Когда мама немного подкормила нашу гостью и она через несколько дней окрепла, то не захотела даром есть чужой хлеб и принялась за мое воспитание. И начала с того, что стала обучать меня английскому языку. Оказалось, что Лидия Владимировна до революции училась в знаменитом Смольном институте и прекрасно владела несколькими языками. Она много рассказывала нам о своей прежней жизни, о том, как жила с мужем, каким-то ответственным советским работником, об их путешествии по Волге. Из ее рассказов мне почему-то особенно запомнилась история о том, как в этом путешествии у нее в воду упало жемчужное ожерелье. Что стало с ее мужем, я не запомнил, а может быть, она и не рассказывала нам об этом… Чтобы как-то прожить, Лидия Владимировна продавала остатки своих драгоценностей, а когда продавать стало нечего, ей удавалось подрабатывать преподаванием языков: кроме английского, она знала французский, итальянский… Почему в день нашего знакомства она упала без сознания на улице, я не знаю. Возможно, она голодала оттого, что у нее украли хлебные карточки, а может быть, их у нее просто и не было…
Лидия Владимировна прожила у нас около двух месяцев и все это время разговаривала со мной по-английски. Поначалу я ничего не понимал, но потом дело пошло на лад. Когда она переехала к себе, наши тесные отношения продолжались и я ездил к ней заниматься английским.
Она не только обучала меня языку. Благодаря Лидии Владимировне я полюбил оперный театр. Именно она впервые отвела меня в Мариинский театр (тогда он назывался Театром оперы и балета имени Кирова) на "Щелкунчика", а потом стала водить и на оперные спектакли. Помню, как меня сначала поразил своей красотой макет зрительного зала в кассовом вестибюле театра, а потом я был восхищен и самим залом в серебристо-голубых тонах.
Драматические театры Лидия Владимировна почему-то не любила — туда я стал ходить потом с классом. В основном мы посещали Театр юного зрителя, который в те годы находился на Моховой улице.

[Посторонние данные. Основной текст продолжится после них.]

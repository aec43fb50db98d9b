//! Input state: owns the canvas, engine, history and UI flags.

use super::dialog::{Notice, PromptKind, TextPrompt};
use crate::config::{Action, Config, ExportConfig, KeyBinding, UiConfig};
use crate::draw::RetainedCanvas;
use crate::draw::color::*;
use crate::engine::DrawingEngine;
use crate::history::HistoryManager;
use crate::input::modifiers::Modifiers;
use crate::input::settings::{InteractionState, MAX_BRUSH_WIDTH, MIN_BRUSH_WIDTH};
use crate::input::tool::{FillMode, Tool};
use crate::ui::{self, ToolbarLayout};
use crate::util::Rect;
use std::collections::{HashMap, VecDeque};

/// Main input state containing all drawing session state.
///
/// This struct holds the retained canvas, the drawing engine and its history,
/// the interaction parameters, modifier keys and UI flags. It processes all
/// keyboard and mouse events and reports when a redraw is needed.
///
/// Window coordinates have the origin at the top-left of the window. The canvas
/// starts below the toolbar, so canvas coordinates are window coordinates shifted
/// up by [`canvas_origin_y`](Self::canvas_origin_y).
pub struct InputState {
    /// Current tool, color, width and fill mode
    pub settings: InteractionState,
    /// Gesture handling (previews and commits)
    pub engine: DrawingEngine,
    /// Undo stack and redo notices
    pub history: HistoryManager,
    /// Retained primitives shown in the canvas region
    pub canvas: RetainedCanvas,
    /// Current modifier key state
    pub modifiers: Modifiers,
    /// Whether user requested to exit
    pub should_exit: bool,
    /// Whether the display needs to be redrawn
    pub needs_redraw: bool,
    /// Whether the help overlay is currently visible
    pub show_help: bool,
    /// Whether the status bar is currently visible
    pub show_status_bar: bool,
    /// Window width in pixels (set by backend after configuration)
    pub window_width: u32,
    /// Window height in pixels (set by backend after configuration)
    pub window_height: u32,
    /// UI styling and window preferences
    pub ui: UiConfig,
    /// Where the save prompt points by default
    pub export: ExportConfig,
    /// Keybinding action map for efficient lookup
    action_map: HashMap<KeyBinding, Action>,
    /// Binding text and description for the help overlay
    help_entries: Vec<(String, &'static str)>,
    toolbar: ToolbarLayout,
    /// Pointer position fragment of the status line
    position_status: String,
    notices: VecDeque<Notice>,
    /// Open save-path or color prompt
    prompt: Option<TextPrompt>,
    /// Save outcome waiting to be posted as a desktop notification
    pending_desktop_notice: Option<Notice>,
    /// Set when anything outside the canvas changed
    ui_dirty: bool,
}

impl InputState {
    /// Creates a new InputState from the loaded configuration.
    ///
    /// Window dimensions start at the configured size and should be updated by the
    /// backend once the compositor configures the window.
    pub fn with_config(config: &Config, action_map: HashMap<KeyBinding, Action>) -> Self {
        let help_entries = config
            .keybindings
            .entries()
            .into_iter()
            .filter(|(bindings, _)| !bindings.is_empty())
            .map(|(bindings, action)| (bindings.join(" / "), action.description()))
            .collect();

        Self {
            settings: config.initial_interaction_state(),
            engine: DrawingEngine::new(config.canvas_background(), config.contrast_outline()),
            history: HistoryManager::new(),
            canvas: RetainedCanvas::new(),
            modifiers: Modifiers::new(),
            should_exit: false,
            needs_redraw: true,
            show_help: false,
            show_status_bar: config.ui.show_status_bar,
            window_width: config.ui.window_width,
            window_height: config.ui.window_height,
            ui: config.ui.clone(),
            export: config.export.clone(),
            action_map,
            help_entries,
            toolbar: ui::layout_toolbar(&config.ui.toolbar_style, config.ui.window_width as f64),
            position_status: String::new(),
            notices: VecDeque::new(),
            prompt: None,
            pending_desktop_notice: None,
            ui_dirty: true,
        }
    }

    /// Updates window dimensions after backend configuration.
    ///
    /// The toolbar is laid out again for the new width; when it gains or loses
    /// a row the canvas region moves and is repainted in full.
    pub fn update_window_dimensions(&mut self, width: u32, height: u32) {
        if self.window_width != width || self.window_height != height {
            log::debug!("Window resized to {}x{}", width, height);
        }
        self.window_width = width;
        self.window_height = height;

        let toolbar = ui::layout_toolbar(&self.ui.toolbar_style, width as f64);
        if toolbar.height != self.toolbar.height {
            log::debug!("Toolbar now {} row(s), {}px tall", toolbar.rows, toolbar.height);
            self.canvas.mark_full_damage();
        }
        self.toolbar = toolbar;
        self.mark_ui_dirty();
    }

    // ------------------------------------------------------------------------
    // Layout
    // ------------------------------------------------------------------------

    pub fn toolbar(&self) -> &ToolbarLayout {
        &self.toolbar
    }

    /// Top edge of the canvas region in window coordinates.
    pub fn canvas_origin_y(&self) -> i32 {
        self.toolbar.height.ceil() as i32
    }

    pub fn canvas_width(&self) -> i32 {
        self.window_width.min(i32::MAX as u32) as i32
    }

    /// Height left for the canvas between the toolbar and the status bar.
    pub fn canvas_height(&self) -> i32 {
        let status = if self.show_status_bar {
            ui::status_bar_height(&self.ui.status_bar_style) as i32
        } else {
            0
        };
        let window = self.window_height.min(i32::MAX as u32) as i32;
        (window - self.canvas_origin_y() - status).max(0)
    }

    /// Converts window coordinates to canvas coordinates.
    pub fn to_canvas(&self, x: i32, y: i32) -> (i32, i32) {
        (x, y - self.canvas_origin_y())
    }

    /// Returns true if the window point lies on the canvas region.
    pub fn in_canvas(&self, x: i32, y: i32) -> bool {
        let (cx, cy) = self.to_canvas(x, y);
        cx >= 0 && cy >= 0 && cx < self.canvas_width() && cy < self.canvas_height()
    }

    // ------------------------------------------------------------------------
    // Damage
    // ------------------------------------------------------------------------

    pub(crate) fn mark_ui_dirty(&mut self) {
        self.ui_dirty = true;
        self.needs_redraw = true;
    }

    /// Drains damaged regions in window coordinates.
    ///
    /// UI changes damage the whole window; pure canvas edits only damage the
    /// primitives that changed, clipped to the canvas region.
    pub fn take_damage(&mut self) -> Vec<Rect> {
        let (width, height) = (self.canvas_width(), self.canvas_height());
        let canvas_damage = self.canvas.take_damage(width, height);

        let window = Rect::new(
            0,
            0,
            self.window_width.min(i32::MAX as u32) as i32,
            self.window_height.min(i32::MAX as u32) as i32,
        );
        if self.ui_dirty {
            self.ui_dirty = false;
            return window.into_iter().collect();
        }

        let origin = self.canvas_origin_y();
        canvas_damage
            .into_iter()
            .filter_map(|rect| clip_rect(rect, width, height))
            .map(|rect| rect.translated(0, origin))
            .collect()
    }

    // ------------------------------------------------------------------------
    // Toolbar state
    // ------------------------------------------------------------------------

    /// Whether a toolbar button is currently clickable.
    pub fn action_enabled(&self, action: Action) -> bool {
        match action {
            Action::Undo => self.history.can_undo(),
            Action::Redo => self.history.can_redo(),
            Action::DecreaseWidth => self.settings.brush_width() > MIN_BRUSH_WIDTH,
            Action::IncreaseWidth => self.settings.brush_width() < MAX_BRUSH_WIDTH,
            _ => true,
        }
    }

    /// Whether a toolbar button reflects the current selection.
    pub fn action_active(&self, action: Action) -> bool {
        if let Some(tool) = action_tool(action) {
            return self.settings.tool() == tool;
        }
        if let Some(mode) = action_fill_mode(action) {
            return self.settings.fill_mode() == mode;
        }
        if let Some(color) = action_color(action) {
            return self.settings.color() == color;
        }
        if action == Action::PickColor {
            return !PALETTE.contains(&self.settings.color());
        }
        false
    }

    // ------------------------------------------------------------------------
    // Status line, notices and prompt
    // ------------------------------------------------------------------------

    /// Text shown in the status bar.
    pub fn status_text(&self) -> String {
        format!(
            "Tool: {}  |  Color: {}  |  Brush: {}px  |  Fill: {}{}",
            self.settings.tool(),
            self.settings.color().to_hex(),
            self.settings.brush_width(),
            self.settings.fill_mode(),
            self.position_status
        )
    }

    pub(super) fn set_position_status(&mut self, x: i32, y: i32) {
        self.position_status = self.engine.on_move(x, y);
        if self.show_status_bar {
            self.mark_ui_dirty();
        }
    }

    pub fn help_entries(&self) -> &[(String, &'static str)] {
        &self.help_entries
    }

    /// Notice currently on screen, if any.
    pub fn current_notice(&self) -> Option<&Notice> {
        self.notices.front()
    }

    /// Number of notices waiting, including the visible one.
    pub fn notice_count(&self) -> usize {
        self.notices.len()
    }

    pub(super) fn push_notice(&mut self, notice: Notice) {
        match notice.kind {
            super::NoticeKind::Info => log::info!("{}: {}", notice.title, notice.message),
            super::NoticeKind::Error => log::error!("{}: {}", notice.title, notice.message),
        }
        self.notices.push_back(notice);
        self.mark_ui_dirty();
    }

    /// Closes the visible notice. Returns false if none was shown.
    pub fn dismiss_notice(&mut self) -> bool {
        let dismissed = self.notices.pop_front().is_some();
        if dismissed {
            self.mark_ui_dirty();
        }
        dismissed
    }

    /// The save-path or color prompt, if one is open.
    pub fn prompt(&self) -> Option<&TextPrompt> {
        self.prompt.as_ref()
    }

    pub(super) fn prompt_mut(&mut self) -> Option<&mut TextPrompt> {
        self.prompt.as_mut()
    }

    pub(super) fn open_save_prompt(&mut self) {
        let suggested = crate::export::suggested_path(&self.export);
        self.open_prompt(TextPrompt::new(PromptKind::Save, suggested.to_string_lossy()));
    }

    /// Opens the hex color entry, pre-filled with the current color.
    pub(super) fn open_color_prompt(&mut self) {
        let current = self.settings.color().to_hex();
        self.open_prompt(TextPrompt::new(PromptKind::Color, current));
    }

    fn open_prompt(&mut self, prompt: TextPrompt) {
        log::debug!("Opening {:?} prompt", prompt.kind());
        self.prompt = Some(prompt);
        self.mark_ui_dirty();
    }

    pub(super) fn close_prompt(&mut self) -> Option<TextPrompt> {
        let prompt = self.prompt.take();
        if prompt.is_some() {
            self.mark_ui_dirty();
        }
        prompt
    }

    /// True while a notice or a prompt blocks drawing input.
    pub fn is_modal(&self) -> bool {
        self.prompt.is_some() || !self.notices.is_empty()
    }

    /// Takes the save result waiting to be posted as a desktop notification.
    pub fn take_pending_desktop_notice(&mut self) -> Option<Notice> {
        self.pending_desktop_notice.take()
    }

    pub(super) fn set_pending_desktop_notice(&mut self, notice: Notice) {
        if self.ui.desktop_notifications {
            self.pending_desktop_notice = Some(notice);
        }
    }

    /// Look up an action for the given key and the current modifiers.
    pub(super) fn find_action(&self, key_str: &str) -> Option<Action> {
        self.action_map
            .iter()
            .find(|(binding, _)| {
                binding.matches(
                    key_str,
                    self.modifiers.ctrl,
                    self.modifiers.shift,
                    self.modifiers.alt,
                )
            })
            .map(|(_, action)| *action)
    }
}

fn clip_rect(rect: Rect, width: i32, height: i32) -> Option<Rect> {
    let min_x = rect.x.max(0);
    let min_y = rect.y.max(0);
    let max_x = (rect.x + rect.width).min(width);
    let max_y = (rect.y + rect.height).min(height);
    Rect::from_min_max(min_x, min_y, max_x, max_y)
}

pub(super) fn action_tool(action: Action) -> Option<Tool> {
    match action {
        Action::SelectFreehand => Some(Tool::Freehand),
        Action::SelectLine => Some(Tool::Line),
        Action::SelectRectangle => Some(Tool::Rectangle),
        Action::SelectOval => Some(Tool::Oval),
        Action::SelectEraser => Some(Tool::Eraser),
        _ => None,
    }
}

pub(super) fn action_fill_mode(action: Action) -> Option<FillMode> {
    match action {
        Action::FillOutline => Some(FillMode::Outline),
        Action::FillFilled => Some(FillMode::Filled),
        Action::FillBoth => Some(FillMode::Both),
        _ => None,
    }
}

pub(super) fn action_color(action: Action) -> Option<crate::draw::Color> {
    match action {
        Action::SetColorRed => Some(RED),
        Action::SetColorGreen => Some(GREEN),
        Action::SetColorBlue => Some(BLUE),
        Action::SetColorYellow => Some(YELLOW),
        Action::SetColorOrange => Some(ORANGE),
        Action::SetColorPink => Some(PINK),
        Action::SetColorPurple => Some(PURPLE),
        Action::SetColorBlack => Some(BLACK),
        _ => None,
    }
}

Как и все тогдашние мальчишки, я очень любил ходить в кино. Мы с ребятами по многу раз смотрели "Чапаева", "Парня из нашего города", другие фильмы, но выбор их тогда был невелик. И почему-то мы всегда усаживались непременно в первый ряд. Лидия Владимировна со своим изысканным вкусом не признавала кино за искусство, хотя и подрабатывала иногда в массовках на киностудии. Именно от нее я узнал, что человека можно так загримировать, что его не узнаешь на экране. Помню, как меня это удивило.